Thursday, August 11, 2011

Product Review: Sophie's Kitchen Vegan Calamari

In June I talked about vegan calamari which I discovered first through an ad in Veg News magazine and then at Pangea, the Vegan Store online. I finally got around to trying it this evening. Highly skeptical the whole time, I lay out the breaded rings on a baking sheet, opting to bake rather than deep-frying them. A pot of boiling water was ready for half a package of thin spaghetti. If the calamari turned out to be lousy, at least I had plenty of pasta to fall back on. And most importantly, I reheated some leftover homemade marinara sauce. I figured as with real calamari, the sauce is the key. No bottled pasta sauce for this meal.
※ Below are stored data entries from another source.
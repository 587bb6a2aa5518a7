//! Parse observers.
//!
//! A [`ParseObserver`] is called synchronously by the frame parser at four
//! points: the request line, every committed ICAP header, every embedded
//! HTTP header block and every body section. Hooks cannot influence the
//! parse result. Events are delivered once the message has parsed, in wire
//! order; a frame that fails produces none. A repeated header is reported
//! once, with the value that was kept.

use tracing::trace;

use crate::request::{EncapsulationKind, Method};

pub trait ParseObserver: Send + Sync {
    fn on_request_line(&self, _method: Method, _uri: &str, _version: &str) {}

    fn on_header(&self, _name: &str, _value: &str) {}

    fn on_encapsulated_header(&self, _kind: EncapsulationKind, _block: &[u8]) {}

    fn on_body_chunk(&self, _kind: EncapsulationKind, _chunk: &[u8]) {}
}

/// Observer that ignores every event.
#[derive(Debug, Clone, Copy, Default)]
pub struct NoopObserver;

impl ParseObserver for NoopObserver {}

/// Observer that logs every event at `trace` level.
#[derive(Debug, Clone, Copy, Default)]
pub struct TracingObserver;

impl ParseObserver for TracingObserver {
    fn on_request_line(&self, method: Method, uri: &str, version: &str) {
        trace!(%method, uri, version, "request line");
    }

    fn on_header(&self, name: &str, value: &str) {
        trace!(name, value, "header");
    }

    fn on_encapsulated_header(&self, kind: EncapsulationKind, block: &[u8]) {
        trace!(%kind, len = block.len(), "encapsulated header block");
    }

    fn on_body_chunk(&self, kind: EncapsulationKind, chunk: &[u8]) {
        trace!(%kind, len = chunk.len(), "body chunk");
    }
}
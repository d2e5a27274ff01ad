use serde_json::{Map, Value};

use crate::ipc::types::AppState;
use crate::store::Store;

pub fn require_str<'a>(params: &'a Value, key: &str) -> Result<&'a str, String> {
    params
        .get(key)
        .and_then(Value::as_str)
        .ok_or_else(|| format!("missing {key}"))
}

pub fn require_object<'a>(params: &'a Value, key: &str) -> Result<&'a Map<String, Value>, String> {
    params
        .get(key)
        .and_then(Value::as_object)
        .ok_or_else(|| format!("missing {key} object"))
}

/// Every roster method addresses a (academicYear, classLevel) pair.
pub fn year_class(params: &Value) -> Result<(&str, &str), String> {
    Ok((
        require_str(params, "academicYear")?,
        require_str(params, "classLevel")?,
    ))
}

pub fn store_of(state: &AppState) -> Result<&Store, String> {
    state
        .store
        .as_ref()
        .ok_or_else(|| "select a workspace first".to_string())
}
use std::path::PathBuf;

use serde_json::json;

use crate::ipc::error::{err, ok};
use crate::ipc::types::{AppState, Request};
use crate::store;

fn handle_health(state: &mut AppState, req: &Request) -> serde_json::Value {
    ok(
        &req.id,
        json!({
            "version": env!("CARGO_PKG_VERSION"),
            "workspacePath": state.workspace.as_ref().map(|p| p.to_string_lossy().to_string())
        }),
    )
}

fn handle_workspace_select(state: &mut AppState, req: &Request) -> serde_json::Value {
    let p = req
        .params
        .get("path")
        .and_then(|v| v.as_str())
        .map(PathBuf::from);
    let Some(path) = p else {
        return err(&req.id, "bad_params", "missing params.path", None);
    };

    match store::open_store(&path) {
        Ok(store) => {
            tracing::info!(path = %path.display(), "workspace selected");
            state.workspace = Some(path.clone());
            state.store = Some(store);
            ok(&req.id, json!({ "workspacePath": path.to_string_lossy() }))
        }
        Err(e) => err(&req.id, "db_open_failed", format!("{e:?}"), None),
    }
}

pub fn try_handle(state: &mut AppState, req: &Request) -> Option<serde_json::Value> {
    match req.method.as_str() {
        "health" => Some(handle_health(state, req)),
        "workspace.select" => Some(handle_workspace_select(state, req)),
        _ => None,
    }
}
It only took ten minutes to heat the rings at 400 degrees Fahreinheit. In fact, I might have overdone it a bit because the breaded part was a bit too crunchy and hard for my taste. But when I took my first bite, I was startled at, texture wise, just how similar this was to actual calamari. I took several bites in fact in total disbelief. I truly didn't expect such similarity and pleasure (again, the sauce or dip matters! Don't skimp on that. A good sauce makes this "calamari" an even bigger treat.) This and my spaghetti made for a very pleasant meal.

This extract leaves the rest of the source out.